340. Der Geiger im Chorrock

Nahe bei Tangermünde liegen zwei Dörfer ohnweit voneinander, Ost- und Westheeren, und zwischen beiden liegt die gemeinsame Kirche. Der Pfarrer an dieser Kirche war aber vor langer, langer Zeit ein lustiger Bruder, dem die volle Flasche lieber war als der leere Kelch und die Fiedel lieber als die Orgel. Er verstand selbst gar schön und lustiglich die Geige zu spielen und gönnte seinen Beichtkindern die Tanzfreude viel mehr, als seine Herren Confratres im geistlichen Amte zu tun pflegen. So spielte er auch einstmals am heiligen Pfingstfeste seinen Pfarrkindern auf seiner Fiedel zum Pfingstreigen auf, der sich unter der hohen Linde lustig drehte.

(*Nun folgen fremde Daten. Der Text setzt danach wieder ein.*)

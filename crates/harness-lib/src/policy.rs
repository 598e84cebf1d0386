//! VPA resource-policy loading and bound checks
//!
//! Deserializes the `autoscaling.k8s.io/v1 VerticalPodAutoscaler` manifest
//! subset the harness needs (target name plus per-container
//! `minAllowed`/`maxAllowed`) and converts every quantity through the
//! exact converter at load time. The policy is loaded once per run and
//! never mutated.

use std::path::Path;

use serde::Deserialize;

use crate::error::{BoundKind, HarnessError, Result};
use crate::quantity::{parse_memory, CpuQuantity};

/// Exact CPU/memory pair used for both sides of an allowed range
#[derive(Debug, Clone, Copy, PartialEq, Eq)]
pub struct ResourceBounds {
    pub cpu: CpuQuantity,
    pub memory: u64,
}

/// Allowed resource range for one named container
#[derive(Debug, Clone)]
pub struct ContainerPolicy {
    pub container_name: String,
    pub min_allowed: ResourceBounds,
    pub max_allowed: ResourceBounds,
}

impl ContainerPolicy {
    /// Midpoint of the allowed memory range, used to size the synthetic
    /// load.
    pub fn memory_midpoint(&self) -> u64 {
        let min = self.min_allowed.memory;
        let max = self.max_allowed.memory;
        min + (max - min) / 2
    }

    /// Check an observed memory sample against the allowed range.
    pub fn check_memory(&self, observed: u64) -> Result<()> {
        if observed < self.min_allowed.memory {
            return Err(self.out_of_range("memory", observed.to_string(), BoundKind::Min));
        }
        if observed > self.max_allowed.memory {
            return Err(self.out_of_range("memory", observed.to_string(), BoundKind::Max));
        }
        Ok(())
    }

    /// Check an observed CPU sample against the allowed range.
    pub fn check_cpu(&self, observed: CpuQuantity) -> Result<()> {
        if observed < self.min_allowed.cpu {
            return Err(self.out_of_range("cpu", observed.to_string(), BoundKind::Min));
        }
        if observed > self.max_allowed.cpu {
            return Err(self.out_of_range("cpu", observed.to_string(), BoundKind::Max));
        }
        Ok(())
    }

    fn out_of_range(&self, resource: &'static str, observed: String, kind: BoundKind) -> HarnessError {
        let bound = match (resource, kind) {
            ("memory", BoundKind::Min) => self.min_allowed.memory.to_string(),
            ("memory", BoundKind::Max) => self.max_allowed.memory.to_string(),
            (_, BoundKind::Min) => self.min_allowed.cpu.to_string(),
            (_, BoundKind::Max) => self.max_allowed.cpu.to_string(),
        };
        HarnessError::OutOfRange {
            container: self.container_name.clone(),
            resource,
            observed,
            bound,
            bound_kind: kind,
        }
    }
}

/// The full resource policy for a validated workload
#[derive(Debug, Clone)]
pub struct ResourcePolicy {
    /// Name of the workload the VPA targets
    pub target: String,
    containers: Vec<ContainerPolicy>,
}

impl ResourcePolicy {
    /// Load a policy from a VPA manifest file.
    pub fn from_yaml_file(path: impl AsRef<Path>) -> Result<Self> {
        let path = path.as_ref();
        let text = std::fs::read_to_string(path).map_err(|source| HarnessError::ManifestIo {
            path: path.display().to_string(),
            source,
        })?;
        Self::from_yaml(&text).map_err(|err| match err {
            HarnessError::ManifestParse { source, .. } => HarnessError::ManifestParse {
                path: path.display().to_string(),
                source,
            },
            other => other,
        })
    }

    /// Parse a policy from VPA manifest text.
    pub fn from_yaml(text: &str) -> Result<Self> {
        let manifest: VpaManifest =
            serde_yaml::from_str(text).map_err(|source| HarnessError::ManifestParse {
                path: "<inline>".to_string(),
                source,
            })?;

        let target = manifest
            .spec
            .target_ref
            .map(|t| t.name)
            .ok_or_else(|| HarnessError::Policy("spec.targetRef.name is missing".to_string()))?;

        let policies = manifest
            .spec
            .resource_policy
            .map(|p| p.container_policies)
            .unwrap_or_default();
        if policies.is_empty() {
            return Err(HarnessError::Policy(
                "spec.resourcePolicy.containerPolicies is empty".to_string(),
            ));
        }

        let containers = policies
            .into_iter()
            .map(ContainerPolicy::try_from)
            .collect::<Result<Vec<_>>>()?;

        Ok(Self { target, containers })
    }

    /// Look up the policy for a named container.
    pub fn container(&self, name: &str) -> Option<&ContainerPolicy> {
        self.containers.iter().find(|c| c.container_name == name)
    }

    pub fn containers(&self) -> &[ContainerPolicy] {
        &self.containers
    }
}

// Manifest subset. Quantities arrive as strings or bare YAML integers
// depending on how the manifest was authored.

#[derive(Debug, Deserialize)]
struct VpaManifest {
    spec: VpaSpec,
}

#[derive(Debug, Deserialize)]
#[serde(rename_all = "camelCase")]
struct VpaSpec {
    target_ref: Option<TargetRef>,
    resource_policy: Option<ResourcePolicySpec>,
}

#[derive(Debug, Deserialize)]
struct TargetRef {
    name: String,
}

#[derive(Debug, Deserialize)]
#[serde(rename_all = "camelCase")]
struct ResourcePolicySpec {
    #[serde(default)]
    container_policies: Vec<ContainerPolicySpec>,
}

#[derive(Debug, Deserialize)]
#[serde(rename_all = "camelCase")]
struct ContainerPolicySpec {
    container_name: String,
    min_allowed: Option<ResourceListSpec>,
    max_allowed: Option<ResourceListSpec>,
}

#[derive(Debug, Deserialize)]
struct ResourceListSpec {
    cpu: Option<QuantityText>,
    memory: Option<QuantityText>,
}

#[derive(Debug, Deserialize)]
#[serde(untagged)]
enum QuantityText {
    Number(u64),
    Text(String),
}

impl QuantityText {
    fn render(&self) -> String {
        match self {
            QuantityText::Number(n) => n.to_string(),
            QuantityText::Text(s) => s.clone(),
        }
    }
}

impl TryFrom<ContainerPolicySpec> for ContainerPolicy {
    type Error = HarnessError;

    fn try_from(spec: ContainerPolicySpec) -> Result<Self> {
        let name = spec.container_name;
        let min_allowed = bounds_from_spec(&name, "minAllowed", spec.min_allowed)?;
        let max_allowed = bounds_from_spec(&name, "maxAllowed", spec.max_allowed)?;
        if min_allowed.memory > max_allowed.memory || min_allowed.cpu > max_allowed.cpu {
            return Err(HarnessError::Policy(format!(
                "container {name:?}: minAllowed exceeds maxAllowed"
            )));
        }
        Ok(Self {
            container_name: name,
            min_allowed,
            max_allowed,
        })
    }
}

fn bounds_from_spec(
    container: &str,
    side: &str,
    spec: Option<ResourceListSpec>,
) -> Result<ResourceBounds> {
    let spec = spec.ok_or_else(|| {
        HarnessError::Policy(format!("container {container:?}: {side} is missing"))
    })?;
    let cpu = spec.cpu.ok_or_else(|| {
        HarnessError::Policy(format!("container {container:?}: {side}.cpu is missing"))
    })?;
    let memory = spec.memory.ok_or_else(|| {
        HarnessError::Policy(format!("container {container:?}: {side}.memory is missing"))
    })?;
    Ok(ResourceBounds {
        cpu: CpuQuantity::parse(&cpu.render())?,
        memory: parse_memory(&memory.render())?,
    })
}

#[cfg(test)]
mod tests {
    use super::*;
    use std::io::Write;

    const SAMPLE_VPA: &str = r#"
apiVersion: autoscaling.k8s.io/v1
kind: VerticalPodAutoscaler
metadata:
  name: sample-vpa
spec:
  targetRef:
    apiVersion: apps/v1
    kind: Deployment
    name: sample-vpa-deployment
  updatePolicy:
    updateMode: Auto
  resourcePolicy:
    containerPolicies:
      - containerName: vpa-container
        minAllowed:
          cpu: 10m
          memory: 10485760
        maxAllowed:
          cpu: 100m
          memory: 62914560
"#;

    fn sample_policy() -> ContainerPolicy {
        ResourcePolicy::from_yaml(SAMPLE_VPA)
            .unwrap()
            .container("vpa-container")
            .unwrap()
            .clone()
    }

    #[test]
    fn loads_target_and_bounds() {
        let policy = ResourcePolicy::from_yaml(SAMPLE_VPA).unwrap();
        assert_eq!(policy.target, "sample-vpa-deployment");
        let container = policy.container("vpa-container").unwrap();
        assert_eq!(container.min_allowed.memory, 10_485_760);
        assert_eq!(container.max_allowed.memory, 62_914_560);
        assert_eq!(container.min_allowed.cpu, CpuQuantity::from_millis(10));
        assert_eq!(container.max_allowed.cpu, CpuQuantity::from_millis(100));
        assert!(policy.container("other").is_none());
    }

    #[test]
    fn loads_suffixed_memory_quantities() {
        let text = SAMPLE_VPA
            .replace("memory: 10485760", "memory: 10Mi")
            .replace("memory: 62914560", "memory: 60Mi");
        let policy = ResourcePolicy::from_yaml(&text).unwrap();
        let container = policy.container("vpa-container").unwrap();
        assert_eq!(container.min_allowed.memory, 10 * 1024 * 1024);
        assert_eq!(container.max_allowed.memory, 60 * 1024 * 1024);
    }

    #[test]
    fn from_yaml_file_round_trips() {
        let mut file = tempfile::NamedTempFile::new().unwrap();
        file.write_all(SAMPLE_VPA.as_bytes()).unwrap();
        let policy = ResourcePolicy::from_yaml_file(file.path()).unwrap();
        assert_eq!(policy.containers().len(), 1);
    }

    #[test]
    fn missing_file_is_io_error() {
        let err = ResourcePolicy::from_yaml_file("/does/not/exist.yaml").unwrap_err();
        assert!(matches!(err, HarnessError::ManifestIo { .. }));
    }

    #[test]
    fn memory_midpoint_sizes_the_load() {
        let container = sample_policy();
        assert_eq!(container.memory_midpoint(), (10_485_760 + 62_914_560) / 2);
    }

    #[test]
    fn in_range_memory_passes() {
        assert!(sample_policy().check_memory(31_457_280).is_ok());
        // Bounds are inclusive.
        assert!(sample_policy().check_memory(10_485_760).is_ok());
        assert!(sample_policy().check_memory(62_914_560).is_ok());
    }

    #[test]
    fn high_memory_cites_max_allowed() {
        let err = sample_policy().check_memory(120_000_000).unwrap_err();
        match err {
            HarnessError::OutOfRange {
                observed,
                bound,
                bound_kind,
                resource,
                ..
            } => {
                assert_eq!(resource, "memory");
                assert_eq!(observed, "120000000");
                assert_eq!(bound, "62914560");
                assert_eq!(bound_kind, BoundKind::Max);
            }
            other => panic!("expected OutOfRange, got {other:?}"),
        }
    }

    #[test]
    fn low_memory_cites_min_allowed() {
        let err = sample_policy().check_memory(1_000_000).unwrap_err();
        match err {
            HarnessError::OutOfRange {
                bound, bound_kind, ..
            } => {
                assert_eq!(bound, "10485760");
                assert_eq!(bound_kind, BoundKind::Min);
            }
            other => panic!("expected OutOfRange, got {other:?}"),
        }
    }

    #[test]
    fn cpu_bounds_checked_exactly() {
        let policy = sample_policy();
        assert!(policy.check_cpu(CpuQuantity::from_millis(50)).is_ok());
        let err = policy
            .check_cpu(CpuQuantity::parse("300m").unwrap())
            .unwrap_err();
        match err {
            HarnessError::OutOfRange {
                resource, bound, ..
            } => {
                assert_eq!(resource, "cpu");
                assert_eq!(bound, "100m");
            }
            other => panic!("expected OutOfRange, got {other:?}"),
        }
    }

    #[test]
    fn rejects_manifest_without_policy() {
        let text = r#"
apiVersion: autoscaling.k8s.io/v1
kind: VerticalPodAutoscaler
spec:
  targetRef:
    name: sample
"#;
        assert!(matches!(
            ResourcePolicy::from_yaml(text),
            Err(HarnessError::Policy(_))
        ));
    }

    #[test]
    fn rejects_inverted_bounds() {
        let text = SAMPLE_VPA
            .replace("memory: 10485760", "memory: 99999999")
            .replace("cpu: 10m", "cpu: 10m");
        assert!(matches!(
            ResourcePolicy::from_yaml(&text),
            Err(HarnessError::Policy(_))
        ));
    }

    #[test]
    fn rejects_malformed_quantity() {
        let text = SAMPLE_VPA.replace("cpu: 10m", "cpu: lots");
        assert!(matches!(
            ResourcePolicy::from_yaml(&text),
            Err(HarnessError::InvalidQuantity(_))
        ));
    }
}
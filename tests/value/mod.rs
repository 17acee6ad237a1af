// Copyright (c) Microsoft Corporation.
// Licensed under the MIT License.

#![cfg(test)]

use anyhow::Result;
use tyck::*;

#[test]
fn json_round_trip() -> Result<()> {
    let json = r#"{"a":[1,-2,2.5,"x",null,true],"b":{"c":"d"}}"#;
    let value = Value::from_json_str(json)?;

    assert_eq!(value["a"][0], Value::from(1));
    assert_eq!(value["a"][1], Value::from(-2));
    assert_eq!(value["a"][2], Value::from(2.5));
    assert_eq!(value["b"]["c"], Value::from("d"));
    assert_eq!(value["missing"], Value::Undefined);
    assert_eq!(value["a"][10], Value::Undefined);

    assert_eq!(value.to_string(), json);
    Ok(())
}

#[test]
fn numbers_compare_across_representations() -> Result<()> {
    assert_eq!(Value::from(1), Value::from(1.0));
    assert_eq!(Number::from(3u64), Number::from(3i64));
    assert!(Value::from(-1) < Value::from(0.5));
    Ok(())
}

#[test]
fn nan_has_a_total_order() -> Result<()> {
    let nan = Value::from(f64::NAN);
    assert_eq!(nan, Value::from(f64::NAN));
    assert_ne!(nan, Value::from(0));
    assert!(Value::from(f64::INFINITY) < nan);
    assert!(Value::from(u64::MAX) < nan);

    let mut values = vec![nan.clone(), Value::from(2), Value::from(-1.5), Value::from(1)];
    values.sort();
    assert_eq!(
        values,
        vec![Value::from(-1.5), Value::from(1), Value::from(2), nan]
    );
    Ok(())
}

#[test]
fn type_names() -> Result<()> {
    assert_eq!(Value::Null.type_name(), "null");
    assert_eq!(Value::from(1).type_name(), "integer");
    assert_eq!(Value::from(1.5).type_name(), "number");
    assert_eq!(Value::from("s").type_name(), "string");
    assert_eq!(Value::new_array().type_name(), "array");
    assert_eq!(Value::new_object().type_name(), "object");
    Ok(())
}

#[test]
fn object_helper() -> Result<()> {
    let value = Value::object([("b", Value::from(2)), ("a", Value::from(1))]);
    // Keys are ordered.
    assert_eq!(value.to_string(), r#"{"a":1,"b":2}"#);
    assert_eq!(value.as_object()?.len(), 2);
    Ok(())
}

#[test]
fn yaml_values() -> Result<()> {
    let value = Value::from_yaml_str("name: ada\ntags: [a, b]\nage: 36\n")?;
    assert_eq!(value["name"], Value::from("ada"));
    assert_eq!(value["tags"].as_array()?.len(), 2);
    assert_eq!(value["age"], Value::from(36));
    Ok(())
}

#[test]
fn invalid_json_is_an_error() {
    assert!(Value::from_json_str("{").is_err());
}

Es zog ein schweres Gewitter auf, doch die Frohen achteten dessen nicht. Der Dorflinde dichtes Laubdach bot lange Schutz gegen fallenden Regen. Der Donner begann zu rollen, aber der Lärm der Freude ließ ihn überhören. Warum hätten die Dirnen und Bursche nicht tanzen und jauchzen und sich freuen sollen, solange ihr Pfarrer es ihnen nicht verwehrte? Plötzlich zuckte ein entsetzlicher langer Wetterstrahl an der Linde nieder, ein fürchterlicher Donnerschlag krachte über den Tanzenden, streckte zwölf tanzende Paare tot nieder und warf den geigenden Pfarrer in den Staub, verwandelte seine Fiedel samt dem Bogen in Splitter und schlug ihm die rechte Hand ab oder den ganzen Arm. Der geigte nimmer wieder zum Tanze. – In Schlesien ist Ähnliches geschehen, daß der Blitz eine ganze Tanzgesellschaft erschlug.